Страница 23 из 35
— «И погромче нас были витии, да не сделали пользы пером»… Когда я буду умирать и мне скажут: «Барон Икс», — я отвечу: «Барона Икса больше нет, я Герцо-Виноградский добрый!»
Этому старику, с рошфоровским коком, с видом бреттера, в старомодно повязанном большим бантом широком галстуке, нравилось сравнение с Дон-Кихотом.
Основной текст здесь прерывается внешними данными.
pub mod notification;
pub mod queue;

pub use notification::{Notification, NotificationKind};
pub use queue::NotificationQueue;
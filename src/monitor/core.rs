use super::SignalMonitorBuilder;
use crate::config::MonitorOptions;
use crate::connection::{ConnectionManager, ConnectionState, ConnectionStatus};
use crate::infrastructure::TaskManager;
use crate::logs::{LogEntry, LogPoller};
use crate::notifications::{Notification, NotificationKind, NotificationQueue};
use crate::signals::SignalSet;
use crate::types::Result;
use tokio::sync::{mpsc, oneshot, watch};
use uuid::Uuid;

/// The main entry point: one signal channel, its derived state, the operator
/// notifications and the log window.
///
/// `SignalMonitor` manages the WebSocket connection to the controller (with
/// heartbeat and bounded exponential-backoff reconnection), keeps the
/// authoritative [`SignalSet`], raises notifications when signals become
/// active, and polls the historical log on a fixed cadence.
///
/// Every instance owns its own state; dropping it tears everything down.
///
/// # Example
///
/// ```no_run
/// use signal_monitor_rs::{MonitorOptions, SignalMonitor};
///
/// # async fn example() -> Result<(), Box<dyn std::error::Error>> {
/// let mut options = MonitorOptions::new("wss://plant.example/ws/signals");
/// options.logs.url = Some("https://plant.example/api/logs".to_string());
///
/// let monitor = SignalMonitor::new(options)?;
/// monitor.start()?;
///
/// let mut signals = monitor.subscribe_signals();
/// while signals.changed().await.is_ok() {
///     println!("Active: {:?}", signals.borrow().active());
/// }
///
/// monitor.stop().await?;
/// # Ok(())
/// # }
/// ```
pub struct SignalMonitor {
    pub(crate) options: MonitorOptions,
    pub(crate) connection: ConnectionManager,
    pub(crate) notifications: NotificationQueue,
    pub(crate) logs: Option<LogPoller>,
    pub(crate) signals: watch::Receiver<SignalSet>,
    pub(crate) drains: mpsc::UnboundedSender<oneshot::Sender<()>>,
    pub(crate) _tasks: TaskManager<&'static str>,
}

impl SignalMonitor {
    /// Creates a monitor using the WebSocket transport and, if configured,
    /// the HTTP log resource. Nothing connects until [`start`](Self::start).
    ///
    /// # Errors
    ///
    /// Returns [`MonitorError::Config`](crate::MonitorError::Config) or
    /// [`MonitorError::UrlParse`](crate::MonitorError::UrlParse) if the
    /// options do not validate.
    pub fn new(options: MonitorOptions) -> Result<Self> {
        SignalMonitorBuilder::new(options)?.build()
    }

    pub fn builder(options: MonitorOptions) -> Result<SignalMonitorBuilder> {
        SignalMonitorBuilder::new(options)
    }

    /// Opens the channel and starts log polling (immediate first fetch)
    pub fn start(&self) -> Result<()> {
        tracing::info!("Starting signal monitor for {}", self.options.channel.endpoint);
        self.connection.connect()?;
        if let Some(logs) = &self.logs {
            logs.start(self.options.logs.poll_interval())?;
        }
        Ok(())
    }

    /// Closes the channel for good, stops polling and clears notifications.
    /// The last signal state and log window stay readable.
    pub async fn stop(&self) -> Result<()> {
        tracing::info!("Stopping signal monitor");
        self.connection.disconnect().await?;
        if let Some(logs) = &self.logs {
            logs.stop();
        }
        // Frames received before the disconnect may still be queued
        self.drain_router().await;
        self.notifications.clear();
        Ok(())
    }

    async fn drain_router(&self) {
        let (done_tx, done_rx) = oneshot::channel();
        if self.drains.send(done_tx).is_err() || done_rx.await.is_err() {
            tracing::debug!("Frame router already finished");
        }
    }

    /// Manual restart of the channel after a terminal failure
    pub async fn reset(&self) -> Result<()> {
        self.connection.reset().await
    }

    pub fn status(&self) -> ConnectionStatus {
        self.connection.status()
    }

    pub fn is_connected(&self) -> bool {
        self.connection.is_connected()
    }

    pub fn has_failed(&self) -> bool {
        self.connection.state() == ConnectionState::Failed
    }

    pub fn subscribe_status(&self) -> watch::Receiver<ConnectionStatus> {
        self.connection.subscribe()
    }

    pub fn signals(&self) -> SignalSet {
        *self.signals.borrow()
    }

    pub fn subscribe_signals(&self) -> watch::Receiver<SignalSet> {
        self.signals.clone()
    }

    /// Visible notifications, newest first
    pub fn notifications(&self) -> Vec<Notification> {
        self.notifications.list()
    }

    pub fn subscribe_notifications(&self) -> watch::Receiver<Vec<Notification>> {
        self.notifications.subscribe()
    }

    /// Raise a notification on behalf of another component
    pub fn notify(&self, kind: NotificationKind, message: impl Into<String>) -> Uuid {
        self.notifications.push(kind, message)
    }

    pub fn dismiss(&self, id: Uuid) -> bool {
        self.notifications.dismiss(id)
    }

    /// Current log window (empty when polling is disabled)
    pub fn logs(&self) -> Vec<LogEntry> {
        self.logs
            .as_ref()
            .map(LogPoller::entries)
            .unwrap_or_default()
    }

    pub fn subscribe_logs(&self) -> Option<watch::Receiver<Vec<LogEntry>>> {
        self.logs.as_ref().map(LogPoller::subscribe)
    }

    pub fn options(&self) -> &MonitorOptions {
        &self.options
    }
}
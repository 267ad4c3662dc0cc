use super::{Notification, NotificationKind};
use crate::config::NotificationConfig;
use crate::infrastructure::TaskManager;
use std::collections::VecDeque;
use std::sync::{Arc, Mutex, MutexGuard, PoisonError, Weak};
use tokio::sync::watch;
use uuid::Uuid;

/// Bounded list of operator notifications, newest first.
///
/// Every notification owns its own expiry timer, so its visible lifetime is
/// exactly the configured display duration no matter how many others arrive
/// after it. When the cap is exceeded the oldest entry is evicted and its
/// timer cancelled.
///
/// Cloning the queue yields another handle to the same list. Pushing requires
/// a running tokio runtime because the expiry timers are tokio tasks.
#[derive(Clone)]
pub struct NotificationQueue {
    inner: Arc<Inner>,
}

struct Inner {
    config: NotificationConfig,
    state: Mutex<QueueState>,
    snapshot: watch::Sender<Vec<Notification>>,
}

struct QueueState {
    /// Front is the most recent notification
    items: VecDeque<Notification>,
    timers: TaskManager<Uuid>,
}

impl Inner {
    fn lock(&self) -> MutexGuard<'_, QueueState> {
        self.state.lock().unwrap_or_else(PoisonError::into_inner)
    }

    fn publish(&self, state: &QueueState) {
        self.snapshot
            .send_replace(state.items.iter().cloned().collect());
    }

    fn expire(&self, id: Uuid) {
        let mut state = self.lock();
        state.timers.forget(&id);
        let before = state.items.len();
        state.items.retain(|item| item.id != id);
        if state.items.len() != before {
            tracing::debug!("Notification {} expired", id);
            self.publish(&state);
        }
    }
}

impl NotificationQueue {
    pub fn new(config: NotificationConfig) -> Self {
        let (snapshot, _) = watch::channel(Vec::new());
        Self {
            inner: Arc::new(Inner {
                config,
                state: Mutex::new(QueueState {
                    items: VecDeque::new(),
                    timers: TaskManager::new(),
                }),
                snapshot,
            }),
        }
    }

    /// Adds a notification at the head and schedules its expiry. Returns its id.
    pub fn push(&self, kind: NotificationKind, message: impl Into<String>) -> Uuid {
        let notification = Notification::new(kind, message);
        let id = notification.id;
        tracing::debug!("Notification {} ({:?}): {}", id, kind, notification.message);

        let mut state = self.inner.lock();
        state.items.push_front(notification);
        while state.items.len() > self.inner.config.max_notifications {
            if let Some(evicted) = state.items.pop_back() {
                state.timers.abort(&evicted.id);
            }
        }

        let queue = Arc::downgrade(&self.inner);
        let duration = self.inner.config.display_duration();
        state.timers.spawn(id, async move {
            tokio::time::sleep(duration).await;
            if let Some(inner) = Weak::upgrade(&queue) {
                inner.expire(id);
            }
        });

        self.inner.publish(&state);
        id
    }

    /// Removes a notification before its timer fires. Returns whether it was visible.
    pub fn dismiss(&self, id: Uuid) -> bool {
        let mut state = self.inner.lock();
        state.timers.abort(&id);
        let before = state.items.len();
        state.items.retain(|item| item.id != id);
        let removed = state.items.len() != before;
        if removed {
            self.inner.publish(&state);
        }
        removed
    }

    /// Drops every notification and cancels all pending timers
    pub fn clear(&self) {
        let mut state = self.inner.lock();
        state.timers.abort_all();
        state.items.clear();
        self.inner.publish(&state);
    }

    /// Current notifications, newest first
    pub fn list(&self) -> Vec<Notification> {
        self.inner.lock().items.iter().cloned().collect()
    }

    pub fn len(&self) -> usize {
        self.inner.lock().items.len()
    }

    pub fn is_empty(&self) -> bool {
        self.inner.lock().items.is_empty()
    }

    /// Watch the list; every change publishes a fresh newest-first snapshot
    pub fn subscribe(&self) -> watch::Receiver<Vec<Notification>> {
        self.inner.snapshot.subscribe()
    }
}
— А сколько ошибок! Сколько донкихотских ошибок! Сколько жертв злых волшебников я вообразил себе, тогда как это были обыкновенные плуты и негодяи. Сколько копий сломал из-за них, не подозревая, как смешно моё донкихотство! «Приносил пользу!» Я воюю за служащих Камбье, — знаете, этих кондукторов, кучеров конно-железной дороги. Их эксплуатирует бельгийское анонимное общество, как умеют эксплуатировать только бельгийцы! Они работают 18 часов в сутки. 18 часов на ногах, не присевши. По праздникам до 20 часов! Сотням людей сокращают жизнь. Я назвал их «неграми господина Камбье». Сравнение так верно, что иначе их теперь и не зовут. А толк? Г. Камбье разыскивает: кто мог сообщить барону Иксу все эти сведения? И гонит заподозренных служащих! Вы помните мальчика-ремесленника, за которого заступился Дон-Кихот, — и которого потом за это хозяин выдрал ещё сильнее? Да и «общество», во имя которого мы сражаемся! Это Дульсинея Тобосская, которую наша фантазия награждает красотой и всеми совершенствами! Посмотрите на Одессу. О чём она думает, о чём мечтает? Разве это не грубая, безобразная крестьянка? Какое донкихотство считать её прекрасною, знатною дамой, которую только заколдовали злые волшебники и которую можно расколдовать! В довершение сходства с «рыцарем печального образа» меня уже начинают топтать бараны!..
«Барон»…
Звучное имя «Герцо-Виноградский» существовало только для участка, где он был прописан. Для всех остальных он был:
— Барон Икс.
К нему обращались в разговорах не иначе, как «барон». Ему писали: «барон».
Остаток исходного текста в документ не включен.